1. Importance of Rapid Iteration

Agility is crucial for success in accurately discerning patterns in data. Approaching the project in this way allows teams to develop fit for purpose outcomes without “selling the house”. Teams need to test hypotheses, experiment with different approaches, and improve models efficiently. This can in turn significantly reduce the time-to-market and increase the overall productivity of a team.

For Data Engineers this means:

  • Designing and implementing data pipelines that can handle frequent updates and modifications. Use technologies like Apache Airflow, Luigi, or Prefect for workflow management. These tools allow for easy scheduling, monitoring, and modification of data workflows.

  • Developing comprehensive automated testing for data pipelines and preprocessing steps. Tools like Great Expectations can be used to ensure data quality and consistency. This helps catch issues early and prevents data-related bugs from propagating to the model training stage.

  • Implementing Continuous Integration and Continuous Deployment (CI/CD) pipelines specifically for data and model deployment. Use tools like Jenkins, GitLab CI, or GitHub Actions to automate the testing and deployment process. This ensures that new data processing code or model versions can be quickly and safely deployed to production.

  • Adopting a Modular Code Design approach, where you develop reusable code components for common data processing tasks and creating a library of functions that can be easily integrated into various projects. This reduces redundancy and allows for quicker implementation of new data processing pipelines.

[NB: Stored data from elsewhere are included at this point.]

//! Stream network extraction
//!
//! Cells whose flow accumulation reaches a channel-initiation threshold are
//! classified as channel cells. Inside a watershed they are split into links
//! that run from a channel head or confluence down to the next confluence or
//! the outlet, and each link is given a Strahler order.

use super::flow_model::FlowModel;
use super::watershed::WatershedMask;
use cuenca_core::raster::d8;
use cuenca_core::{ElevationGrid, Error, Result};
use geo_types::{Coord, LineString, MultiLineString};
use ndarray::Array2;
use serde::{Deserialize, Serialize};
use std::collections::{BTreeMap, HashMap, VecDeque};

/// Minimum accumulation for a cell to be a channel
#[derive(Debug, Clone, Copy, PartialEq, Serialize, Deserialize)]
#[serde(rename_all = "snake_case")]
pub enum ChannelThreshold {
    /// Upstream cell count
    Cells(f64),
    /// Upstream contributing area in km²
    AreaKm2(f64),
}

impl Default for ChannelThreshold {
    fn default() -> Self {
        ChannelThreshold::AreaKm2(0.5)
    }
}

impl ChannelThreshold {
    /// Threshold in cells for the given cell area (m²), never below 2
    pub fn to_cells(&self, cell_area_m2: f64) -> f64 {
        let cells = match *self {
            ChannelThreshold::Cells(n) => n,
            ChannelThreshold::AreaKm2(km2) => km2 * 1e6 / cell_area_m2,
        };
        if cells.is_finite() {
            cells.max(2.0)
        } else {
            2.0
        }
    }

    fn validate(&self) -> Result<()> {
        let (name, value) = match *self {
            ChannelThreshold::Cells(n) => ("threshold_cells", n),
            ChannelThreshold::AreaKm2(a) => ("threshold_km2", a),
        };
        if value.is_finite() && value > 0.0 {
            Ok(())
        } else {
            Err(Error::InvalidParameter {
                name,
                value: value.to_string(),
                reason: "must be positive".into(),
            })
        }
    }
}

/// Parameters for stream network extraction
#[derive(Debug, Clone, Copy, PartialEq, Default, Serialize, Deserialize)]
#[serde(default)]
pub struct StreamParams {
    pub threshold: ChannelThreshold,
}

/// One link of the network
#[derive(Debug, Clone, PartialEq, Serialize, Deserialize)]
pub struct StreamSegment {
    pub id: usize,
    /// Cells from the downstream end to the link's head
    pub cells: Vec<(usize, usize)>,
    /// Strahler order
    pub order: u32,
    /// Segment this one flows into; `None` for the outlet link
    pub downstream: Option<usize>,
    pub upstream: Vec<usize>,
    /// Length in meters, including the step into the downstream confluence
    pub length_m: f64,
}

/// Channel links of one watershed, listed outlet-first
#[derive(Debug, Clone, PartialEq, Serialize, Deserialize)]
pub struct StreamNetwork {
    pub threshold_cells: f64,
    pub segments: Vec<StreamSegment>,
}

impl StreamNetwork {
    pub fn len(&self) -> usize {
        self.segments.len()
    }

    pub fn is_empty(&self) -> bool {
        self.segments.is_empty()
    }

    pub fn total_length_m(&self) -> f64 {
        self.segments.iter().map(|s| s.length_m).sum()
    }

    pub fn max_order(&self) -> u32 {
        self.segments.iter().map(|s| s.order).max().unwrap_or(0)
    }

    /// Number of segments per Strahler order
    pub fn order_counts(&self) -> BTreeMap<u32, usize> {
        let mut counts = BTreeMap::new();
        for s in &self.segments {
            *counts.entry(s.order).or_insert(0) += 1;
        }
        counts
    }

    pub fn channel_cell_count(&self) -> usize {
        self.segments.iter().map(|s| s.cells.len()).sum()
    }

    /// Segments as lines running downstream, in map coordinates.
    ///
    /// A line ends on its downstream confluence cell so the network draws
    /// without gaps.
    pub fn to_multi_line_string(&self, dem: &ElevationGrid) -> MultiLineString<f64> {
        let center = |&(r, c): &(usize, usize)| {
            let (x, y) = dem.cell_center(r, c);
            Coord { x, y }
        };

        let lines = self
            .segments
            .iter()
            .map(|seg| {
                let mut coords: Vec<Coord<f64>> = seg.cells.iter().rev().map(center).collect();
                if let Some(down) = seg.downstream.and_then(|id| self.segments.get(id)) {
                    if let Some(head) = down.cells.last() {
                        coords.push(center(head));
                    }
                }
                LineString::new(coords)
            })
            .collect();
        MultiLineString::new(lines)
    }
}

/// A link traced from its head, before ids are assigned
struct Link {
    /// Upstream-first cells
    cells: Vec<(usize, usize)>,
    length_m: f64,
    /// Head cell of the link this one flows into
    into: Option<(usize, usize)>,
}

/// Extract the channel network inside a watershed.
///
/// Channel cells are masked cells with accumulation at or above the
/// threshold. Links start at heads (no upstream channel neighbor) and at
/// confluences (two or more) and end where the next link starts or at the
/// outlet. Segments are numbered breadth-first from the outlet link and
/// Strahler orders are computed from the headwaters down.
///
/// An outlet below the threshold yields an empty network.
pub fn extract_streams(flow: &FlowModel, mask: &WatershedMask, params: &StreamParams) -> Result<StreamNetwork> {
    params.threshold.validate()?;
    let threshold_cells = params.threshold.to_cells(flow.cell_area());
    let (rows, cols) = flow.shape();
    let outlet = mask.outlet();

    let is_channel = |r: usize, c: usize| {
        mask.contains(r, c) && flow.accumulation(r, c).is_some_and(|a| a >= threshold_cells)
    };

    let mut channel = Array2::from_elem((rows, cols), false);
    for (r, c) in mask.cells() {
        channel[(r, c)] = is_channel(r, c);
    }

    let starts: Vec<(usize, usize)> = mask
        .cells()
        .filter(|&(r, c)| channel[(r, c)])
        .filter(|&(r, c)| {
            let inflows = flow.upstream(r, c).filter(|&(ur, uc)| channel[(ur, uc)]).count();
            inflows != 1
        })
        .collect();

    let mut is_start = Array2::from_elem((rows, cols), false);
    for &cell in &starts {
        is_start[cell] = true;
    }

    let step = |from: (usize, usize)| d8::step_length(flow.direction(from.0, from.1), flow.cell_width(), flow.cell_height());

    let mut links: HashMap<(usize, usize), Link> = HashMap::with_capacity(starts.len());
    for &head in &starts {
        let mut cells = vec![head];
        let mut length_m = 0.0;
        let mut into = None;
        let mut cur = head;

        while cur != outlet {
            let Some(next) = flow.downstream(cur.0, cur.1).filter(|&(r, c)| channel[(r, c)]) else {
                break;
            };
            length_m += step(cur);
            if is_start[next] {
                into = Some(next);
                break;
            }
            cells.push(next);
            cur = next;
            if cells.len() > mask.len() {
                return Err(Error::CyclicFlow { row: cur.0, col: cur.1 });
            }
        }

        links.insert(head, Link { cells, length_m, into });
    }

    // Children of each link head, in row-major order of their own heads
    let mut children: HashMap<(usize, usize), Vec<(usize, usize)>> = HashMap::new();
    let mut roots = Vec::new();
    for &head in &starts {
        match links[&head].into {
            Some(down) => children.entry(down).or_default().push(head),
            None => roots.push(head),
        }
    }

    // Breadth-first from the outlet link
    let mut bfs: Vec<(usize, usize)> = Vec::with_capacity(starts.len());
    let mut queue: VecDeque<(usize, usize)> = roots.into_iter().collect();
    while let Some(head) = queue.pop_front() {
        bfs.push(head);
        if let Some(kids) = children.get(&head) {
            queue.extend(kids.iter().copied());
        }
    }
    let ids: HashMap<(usize, usize), usize> = bfs.iter().enumerate().map(|(i, &h)| (h, i)).collect();

    let mut segments: Vec<StreamSegment> = bfs
        .iter()
        .enumerate()
        .map(|(id, head)| {
            let link = &links[head];
            StreamSegment {
                id,
                cells: link.cells.iter().rev().copied().collect(),
                order: 1,
                downstream: link.into.and_then(|d| ids.get(&d).copied()),
                upstream: children
                    .get(head)
                    .map(|kids| kids.iter().filter_map(|k| ids.get(k).copied()).collect())
                    .unwrap_or_default(),
                length_m: link.length_m,
            }
        })
        .collect();

    // Upstream segments always have larger ids
    for id in (0..segments.len()).rev() {
        let orders: Vec<u32> = segments[id].upstream.iter().map(|&u| segments[u].order).collect();
        if let Some(&max) = orders.iter().max() {
            let at_max = orders.iter().filter(|&&o| o == max).count();
            segments[id].order = if at_max >= 2 { max + 1 } else { max };
        }
    }

    Ok(StreamNetwork {
        threshold_cells,
        segments,
    })
}

#[cfg(test)]
mod tests {
    use super::*;
    use crate::hydrology::flow_model::FlowModelParams;
    use crate::hydrology::watershed::trace_watershed;
    use approx::assert_relative_eq;
    use cuenca_core::GeoTransform;

    /// Y-shaped drainage: two tributaries meet in a trunk running south
    ///
    /// Column 2 and column 8 carry tributaries that converge toward column 5.
    fn y_valley() -> (ElevationGrid, FlowModel) {
        let rows: Vec<Vec<f64>> = (0..12)
            .map(|r| {
                (0..11)
                    .map(|c| {
                        let axis = if r < 6 {
                            // tributary axes at col 2 and col 8 drifting to the trunk
                            let left = 2.0 + r as f64 * 0.5;
                            let right = 8.0 - r as f64 * 0.5;
                            ((c as f64 - left).abs()).min((c as f64 - right).abs())
                        } else {
                            (c as f64 - 5.0).abs()
                        };
                        500.0 - r as f64 * 10.0 + axis * 6.0
                    })
                    .collect()
            })
            .collect();
        let dem = ElevationGrid::from_rows(rows, GeoTransform::new(0.0, 120.0, 10.0, -10.0), None).unwrap();
        let flow = FlowModel::build(&dem, &FlowModelParams::default()).unwrap();
        (dem, flow)
    }

    fn outlet_of(flow: &FlowModel) -> (usize, usize) {
        // Largest accumulation on the bottom row
        (0..11)
            .map(|c| (11, c))
            .max_by(|a, b| {
                flow.accumulation(a.0, a.1)
                    .unwrap()
                    .total_cmp(&flow.accumulation(b.0, b.1).unwrap())
            })
            .unwrap()
    }

    #[test]
    fn test_threshold_conversion() {
        assert_eq!(ChannelThreshold::Cells(50.0).to_cells(900.0), 50.0);
        assert_relative_eq!(ChannelThreshold::AreaKm2(0.5).to_cells(900.0), 555.555, epsilon = 1e-2);
        assert_eq!(ChannelThreshold::AreaKm2(1e-9).to_cells(900.0), 2.0);
    }

    #[test]
    fn test_segments_listed_outlet_first() {
        let (_, flow) = y_valley();
        let ws = trace_watershed(&flow, outlet_of(&flow)).unwrap();
        let net = extract_streams(&flow, &ws, &StreamParams { threshold: ChannelThreshold::Cells(4.0) }).unwrap();

        assert!(!net.is_empty());
        assert_eq!(net.segments[0].downstream, None);
        assert_eq!(net.segments[0].cells[0], ws.outlet());
        for seg in &net.segments {
            if let Some(d) = seg.downstream {
                assert!(d < seg.id);
                assert!(net.segments[d].upstream.contains(&seg.id));
            }
        }
    }

    #[test]
    fn test_strahler_rules() {
        let (_, flow) = y_valley();
        let ws = trace_watershed(&flow, outlet_of(&flow)).unwrap();
        let net = extract_streams(&flow, &ws, &StreamParams { threshold: ChannelThreshold::Cells(4.0) }).unwrap();

        for seg in &net.segments {
            let orders: Vec<u32> = seg.upstream.iter().map(|&u| net.segments[u].order).collect();
            match orders.iter().max() {
                None => assert_eq!(seg.order, 1),
                Some(&m) => {
                    let ties = orders.iter().filter(|&&o| o == m).count();
                    assert_eq!(seg.order, if ties >= 2 { m + 1 } else { m });
                }
            }
        }
        assert!(net.max_order() >= 2, "two tributaries meet");
        assert_eq!(net.order_counts().values().sum::<usize>(), net.len());
    }

    #[test]
    fn test_channel_cells_partitioned() {
        let (_, flow) = y_valley();
        let ws = trace_watershed(&flow, outlet_of(&flow)).unwrap();
        let net = extract_streams(&flow, &ws, &StreamParams { threshold: ChannelThreshold::Cells(4.0) }).unwrap();

        let expected = ws
            .cells()
            .filter(|&(r, c)| flow.accumulation(r, c).unwrap() >= 4.0)
            .count();
        assert_eq!(net.channel_cell_count(), expected);
    }

    #[test]
    fn test_lines_include_confluence() {
        let (dem, flow) = y_valley();
        let ws = trace_watershed(&flow, outlet_of(&flow)).unwrap();
        let net = extract_streams(&flow, &ws, &StreamParams { threshold: ChannelThreshold::Cells(4.0) }).unwrap();
        let mls = net.to_multi_line_string(&dem);

        assert_eq!(mls.0.len(), net.len());
        for (seg, line) in net.segments.iter().zip(&mls.0) {
            let extra = usize::from(seg.downstream.is_some());
            assert_eq!(line.0.len(), seg.cells.len() + extra);
        }
    }

    #[test]
    fn test_outlet_below_threshold_gives_empty_network() {
        let (_, flow) = y_valley();
        let ws = trace_watershed(&flow, (0, 0)).unwrap();
        let net = extract_streams(&flow, &ws, &StreamParams { threshold: ChannelThreshold::Cells(1000.0) }).unwrap();
        assert!(net.is_empty());
        assert_eq!(net.total_length_m(), 0.0);
        assert_eq!(net.max_order(), 0);
    }

    #[test]
    fn test_rejects_non_positive_threshold() {
        let (_, flow) = y_valley();
        let ws = trace_watershed(&flow, outlet_of(&flow)).unwrap();
        assert!(extract_streams(&flow, &ws, &StreamParams { threshold: ChannelThreshold::Cells(0.0) }).is_err());
    }
}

2. Proper Data Distribution and Splitting

Ng stresses the importance of correctly handling data distribution and splitting. Something that is critical to developing robust ML models and falls squarely within the data engineer's domain. Proper data handling ensures that models are trained and evaluated on truly representative data, leading to more accurate performance estimates and better generalisations to real-world scenarios.

For Data Engineers this means:

  • Implementing deterministic data splitting methods ensures consistency across different runs and experiments. Using tools like scikit-learn's train_test_split with fixed random states. This allows for reproducible results and fair comparisons between different model versions.

  • Distribution Matching: With tools to analyse and ensure that dev and test sets accurately reflect the target distribution of data. This might involve implementing custom sampling methods or using stratified sampling techniques to maintain the proportion of different classes or subgroups in the data.

  • Creating systems for monitoring and detecting data distribution shifts or drift over time. Consider using tools like Evidently AI or AWS SageMaker Model Monitor for data drift detection. This helps identify when models need to be retrained due to changes in the underlying data distribution.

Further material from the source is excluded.